L’acceptation, c’est le fait d’avoir trouvé le courage et la voie de la sagesse nécessaires pour regarder les choses en face, c’est être parvenu à donner une cohérence au monde perçu pour pouvoir agir par des mécanismes adaptatifs selon qui nous sommes et ce que nous sommes au sein de l’environnement dans lequel nous évoluons.

Lorsque le réel est perçu comme inassimilable, l’individu a la sensation d’être anéanti. Son identité n’est plus en mesure de traiter l’information du monde environnant et s’y adapter, elle est par conséquent en rupture et le sujet finit par perde de sa combattivité et se résigner. ‘’Je ne comprends pas ce qu’il m’arrive’’. ‘’Je suis anéanti, je n’ai plus la force de bouger’’. ‘’Je ne comprends pas, ce qu’on veut de moi’’.

Le traumatisé bouleversé par l’effraction, est mis en demeure entre la guerre et l’anéantissement. Son chemin est brisé, il avance le regard orienté en direction du passé, vis-à-vis duquel il se sent l’esclave et dont les souvenirs sont des chaines qui entravent ses mouvements. L’acceptation du réel, s’apparente pour lui à regarder le soleil en face, avec la peur de s’éblouir.

Le héros quant à lui surmonte l’épreuve comme une étape vers la lumière.[1] Mais en même temps, le héros est aussi celui qui suit un parcours initiatique à travers un ‘’Call to Adventure’’ (l’épreuve) tel que l’a défini Joseph Campbell. Un agent extérieur qui peut être n’importe qui ou n’importe quoi (y compris le hasard, une coïncidence) va créer l’événement apportant un chamboulement au quotidien du héros, initiant une prise de conscience d’un problème qu’il devra tôt ou tard résoudre. Le ‘’Call to adventure’’, ou encore l’épreuve est une rencontre avec soi dans une configuration de vie modifiée, ou chamboulée, au sein de laquelle il va falloir résoudre un problème. Le héros sera aussi celui qui verra au travers ce rendez-vous, l’opportunité de s’autoréaliser en atteignant un but. Une pièce se rajoutera au puzzle que constitue sa véritable nature. L’épreuve quelle qu’en soit son issue, modulera sa personnalité et lui procurera des prises de conscience quelque fois progressives, d’autres fois soudaines, pour ‘’devenir l’être qu’il est’’, selon la formule nietzschéenne. Bien que contradiction il y a dans l’expression du devenir ce qu’on est, Nietzsche en appelle par l’impératif, à l’affranchissement de l’individu de lui-même et au dépassement de soi, par un acte de volition. C’est ce à quoi aspire le héros au travers ce rendez-vous avec l’épreuve qui devient l’occasion par la toute-puissance de la volonté personnelle d’aller plus haut.

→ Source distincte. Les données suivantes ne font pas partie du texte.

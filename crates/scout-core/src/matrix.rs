//! Dense row-major `f64` matrix and the handful of kernels the network needs.
//!
//! Every layer is written against this type rather than a tensor library so
//! the forward pass stays deterministic and easy to step through. Shapes are
//! checked on every binary operation and reported as `ShapeMismatch`.

use rand::Rng;
use serde::{Deserialize, Serialize};

use crate::error::{CoreError, Result};

#[derive(Clone, Debug, PartialEq, Serialize, Deserialize)]
#[serde(try_from = "WireMatrix", into = "WireMatrix")]
pub struct Matrix {
    rows: usize,
    cols: usize,
    data: Vec<f64>,
}

/// Serialized form; checked against `rows * cols` on the way in.
#[derive(Serialize, Deserialize)]
struct WireMatrix {
    rows: usize,
    cols: usize,
    data: Vec<f64>,
}

impl TryFrom<WireMatrix> for Matrix {
    type Error = CoreError;

    fn try_from(w: WireMatrix) -> Result<Self> {
        Matrix::from_vec(w.rows, w.cols, w.data)
    }
}

impl From<Matrix> for WireMatrix {
    fn from(m: Matrix) -> Self {
        WireMatrix {
            rows: m.rows,
            cols: m.cols,
            data: m.data,
        }
    }
}

impl Matrix {
    pub fn zeros(rows: usize, cols: usize) -> Self {
        Self::filled(rows, cols, 0.0)
    }

    pub fn filled(rows: usize, cols: usize, value: f64) -> Self {
        Self {
            rows,
            cols,
            data: vec![value; rows * cols],
        }
    }

    pub fn from_vec(rows: usize, cols: usize, data: Vec<f64>) -> Result<Self> {
        if data.len() != rows * cols {
            return Err(CoreError::shape(
                "Matrix::from_vec",
                format!("{} elements ({rows}x{cols})", rows * cols),
                data.len(),
            ));
        }
        Ok(Self { rows, cols, data })
    }

    /// Stack equal-length rows. An empty slice yields a 0x0 matrix.
    pub fn from_rows(rows: &[Vec<f64>]) -> Result<Self> {
        let cols = rows.first().map_or(0, Vec::len);
        let mut data = Vec::with_capacity(rows.len() * cols);
        for (i, row) in rows.iter().enumerate() {
            if row.len() != cols {
                return Err(CoreError::shape(
                    "Matrix::from_rows",
                    format!("{cols} columns"),
                    format!("{} in row {i}", row.len()),
                ));
            }
            data.extend_from_slice(row);
        }
        Ok(Self {
            rows: rows.len(),
            cols,
            data,
        })
    }

    pub fn row_vector(values: Vec<f64>) -> Self {
        Self {
            rows: 1,
            cols: values.len(),
            data: values,
        }
    }

    /// Xavier/Glorot uniform init: U(-a, a), a = sqrt(6 / (fan_in + fan_out)).
    pub fn xavier_uniform(rows: usize, cols: usize, rng: &mut impl Rng) -> Self {
        let bound = (6.0 / (rows + cols).max(1) as f64).sqrt();
        Self::uniform(rows, cols, -bound, bound, rng)
    }

    pub fn uniform(rows: usize, cols: usize, low: f64, high: f64, rng: &mut impl Rng) -> Self {
        let data = (0..rows * cols)
            .map(|_| low + (high - low) * rng.random::<f64>())
            .collect();
        Self { rows, cols, data }
    }

    pub fn rows(&self) -> usize {
        self.rows
    }

    pub fn cols(&self) -> usize {
        self.cols
    }

    pub fn shape(&self) -> (usize, usize) {
        (self.rows, self.cols)
    }

    pub fn data(&self) -> &[f64] {
        &self.data
    }

    pub fn data_mut(&mut self) -> &mut [f64] {
        &mut self.data
    }

    pub fn get(&self, r: usize, c: usize) -> f64 {
        self.data[r * self.cols + c]
    }

    pub fn set(&mut self, r: usize, c: usize, value: f64) {
        self.data[r * self.cols + c] = value;
    }

    pub fn row(&self, r: usize) -> &[f64] {
        &self.data[r * self.cols..(r + 1) * self.cols]
    }

    pub fn row_mut(&mut self, r: usize) -> &mut [f64] {
        &mut self.data[r * self.cols..(r + 1) * self.cols]
    }

    pub fn column(&self, c: usize) -> Vec<f64> {
        (0..self.rows).map(|r| self.get(r, c)).collect()
    }

    pub fn iter_rows(&self) -> impl Iterator<Item = &[f64]> {
        // chunks_exact(0) panics; a 0-column matrix has no meaningful rows anyway
        self.data.chunks_exact(self.cols.max(1)).take(self.rows)
    }

    /// `self (m×k) · other (k×n) → (m×n)`.
    pub fn matmul(&self, other: &Matrix) -> Result<Matrix> {
        if self.cols != other.rows {
            return Err(CoreError::shape(
                "matmul",
                format!("lhs cols == rhs rows ({})", self.cols),
                format!("rhs rows {}", other.rows),
            ));
        }
        let mut out = Matrix::zeros(self.rows, other.cols);
        for i in 0..self.rows {
            let a_row = self.row(i);
            let out_row = &mut out.data[i * other.cols..(i + 1) * other.cols];
            // i-k-j order keeps the rhs row access contiguous
            for (k, &a) in a_row.iter().enumerate() {
                if a == 0.0 {
                    continue;
                }
                let b_row = &other.data[k * other.cols..(k + 1) * other.cols];
                for (o, &b) in out_row.iter_mut().zip(b_row) {
                    *o += a * b;
                }
            }
        }
        Ok(out)
    }

    pub fn transpose(&self) -> Matrix {
        let mut out = Matrix::zeros(self.cols, self.rows);
        for r in 0..self.rows {
            for c in 0..self.cols {
                out.data[c * self.rows + r] = self.data[r * self.cols + c];
            }
        }
        out
    }

    pub fn add(&self, other: &Matrix) -> Result<Matrix> {
        self.zip_with("add", other, |a, b| a + b)
    }

    pub fn sub(&self, other: &Matrix) -> Result<Matrix> {
        self.zip_with("sub", other, |a, b| a - b)
    }

    fn zip_with(&self, op: &'static str, other: &Matrix, f: impl Fn(f64, f64) -> f64) -> Result<Matrix> {
        if self.shape() != other.shape() {
            return Err(CoreError::shape(
                op,
                format!("{:?}", self.shape()),
                format!("{:?}", other.shape()),
            ));
        }
        let data = self.data.iter().zip(&other.data).map(|(&a, &b)| f(a, b)).collect();
        Ok(Matrix {
            rows: self.rows,
            cols: self.cols,
            data,
        })
    }

    /// Add `bias` to every row (bias length must equal `cols`).
    pub fn add_row_broadcast(&self, bias: &[f64]) -> Result<Matrix> {
        if bias.len() != self.cols {
            return Err(CoreError::shape("add_row_broadcast", self.cols, bias.len()));
        }
        let mut out = self.clone();
        for r in 0..out.rows {
            for (x, &b) in out.row_mut(r).iter_mut().zip(bias) {
                *x += b;
            }
        }
        Ok(out)
    }

    /// `x · W + b`, the affine map every projection in the network uses.
    pub fn affine(&self, weight: &Matrix, bias: &[f64]) -> Result<Matrix> {
        self.matmul(weight)?.add_row_broadcast(bias)
    }

    pub fn map(&self, f: impl Fn(f64) -> f64) -> Matrix {
        Matrix {
            rows: self.rows,
            cols: self.cols,
            data: self.data.iter().map(|&x| f(x)).collect(),
        }
    }

    pub fn scale(&self, factor: f64) -> Matrix {
        self.map(|x| x * factor)
    }

    /// Columns `[start, start + len)` as a new matrix.
    pub fn slice_cols(&self, start: usize, len: usize) -> Result<Matrix> {
        if start + len > self.cols {
            return Err(CoreError::shape(
                "slice_cols",
                format!("end <= {}", self.cols),
                start + len,
            ));
        }
        let mut out = Matrix::zeros(self.rows, len);
        for r in 0..self.rows {
            out.row_mut(r)
                .copy_from_slice(&self.row(r)[start..start + len]);
        }
        Ok(out)
    }

    /// Concatenate matrices with equal row counts side by side.
    pub fn hstack(parts: &[Matrix]) -> Result<Matrix> {
        let rows = parts.first().map_or(0, |m| m.rows);
        if let Some(bad) = parts.iter().find(|m| m.rows != rows) {
            return Err(CoreError::shape("hstack", format!("{rows} rows"), bad.rows));
        }
        let cols = parts.iter().map(|m| m.cols).sum();
        let mut out = Matrix::zeros(rows, cols);
        for r in 0..rows {
            let mut offset = 0;
            for part in parts {
                out.row_mut(r)[offset..offset + part.cols].copy_from_slice(part.row(r));
                offset += part.cols;
            }
        }
        Ok(out)
    }

    /// Append one row (length must equal `cols`, or any length when empty).
    pub fn push_row(&mut self, row: &[f64]) -> Result<()> {
        if self.rows == 0 && self.data.is_empty() {
            self.cols = row.len();
        } else if row.len() != self.cols {
            return Err(CoreError::shape("push_row", self.cols, row.len()));
        }
        self.data.extend_from_slice(row);
        self.rows += 1;
        Ok(())
    }

    /// Mean of the first `n` rows, feature by feature.
    pub fn mean_of_rows(&self, n: usize) -> Vec<f64> {
        let n = n.min(self.rows);
        let mut acc = vec![0.0; self.cols];
        if n == 0 {
            return acc;
        }
        for row in self.iter_rows().take(n) {
            for (a, &x) in acc.iter_mut().zip(row) {
                *a += x;
            }
        }
        acc.iter_mut().for_each(|a| *a /= n as f64);
        acc
    }

    pub fn max_abs(&self) -> f64 {
        self.data.iter().fold(0.0_f64, |m, x| m.max(x.abs()))
    }

    pub fn is_finite(&self) -> bool {
        self.data.iter().all(|x| x.is_finite())
    }
}

/// Dot product over the shorter of the two slices.
pub fn dot(a: &[f64], b: &[f64]) -> f64 {
    a.iter().zip(b).map(|(x, y)| x * y).sum()
}

/// Euclidean (L2) norm.
pub fn norm(a: &[f64]) -> f64 {
    dot(a, a).sqrt()
}

/// In-place numerically stable softmax.
///
/// `-∞` entries come out as exactly 0. If every entry is `-∞` the row is
/// left all-zero rather than NaN.
pub fn softmax_in_place(row: &mut [f64]) {
    let max = row.iter().copied().fold(f64::NEG_INFINITY, f64::max);
    if max == f64::NEG_INFINITY {
        row.iter_mut().for_each(|x| *x = 0.0);
        return;
    }
    let mut sum = 0.0;
    for x in row.iter_mut() {
        *x = (*x - max).exp();
        sum += *x;
    }
    // sum >= 1 because the max element contributes exp(0)
    row.iter_mut().for_each(|x| *x /= sum);
}

pub fn softmax(row: &[f64]) -> Vec<f64> {
    let mut out = row.to_vec();
    softmax_in_place(&mut out);
    out
}

pub fn relu(x: f64) -> f64 {
    x.max(0.0)
}

/// Logistic sigmoid with the input clamped to keep `exp` finite.
pub fn sigmoid(x: f64) -> f64 {
    let x = x.clamp(-crate::constants::SIGMOID_CLAMP, crate::constants::SIGMOID_CLAMP);
    1.0 / (1.0 + (-x).exp())
}

/// Indices of the `k` largest values, largest first. Ties go to the lower index.
pub fn top_k_indices(values: &[f64], k: usize) -> Vec<usize> {
    let mut idx: Vec<usize> = (0..values.len()).collect();
    idx.sort_by(|&a, &b| {
        values[b]
            .partial_cmp(&values[a])
            .unwrap_or(std::cmp::Ordering::Equal)
            .then(a.cmp(&b))
    });
    idx.truncate(k);
    idx
}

Comme chacun l’aura compris, le héros, c’est tout un chacun dans la vie qui est la sienne, et durant laquelle il endosse le titre toutes les fois qu’un rendez-vous avec l’épreuve se présentera à lui. Cette épreuve pourrait être volontaire ou imposée par les aléas de l’existence. Quoiqu’il en soit, il devra autant que possible tenter d’évaluer ce réel avec prégnance et détermination, le rationaliser lui permettra d’éviter que l’écueil des peurs ne se referme sur lui, il devra être créatif tout en composant avec le réel, enfin il agira avec persévérance tout en tenant compte du temps inhérent à chaque composante de l’épreuve.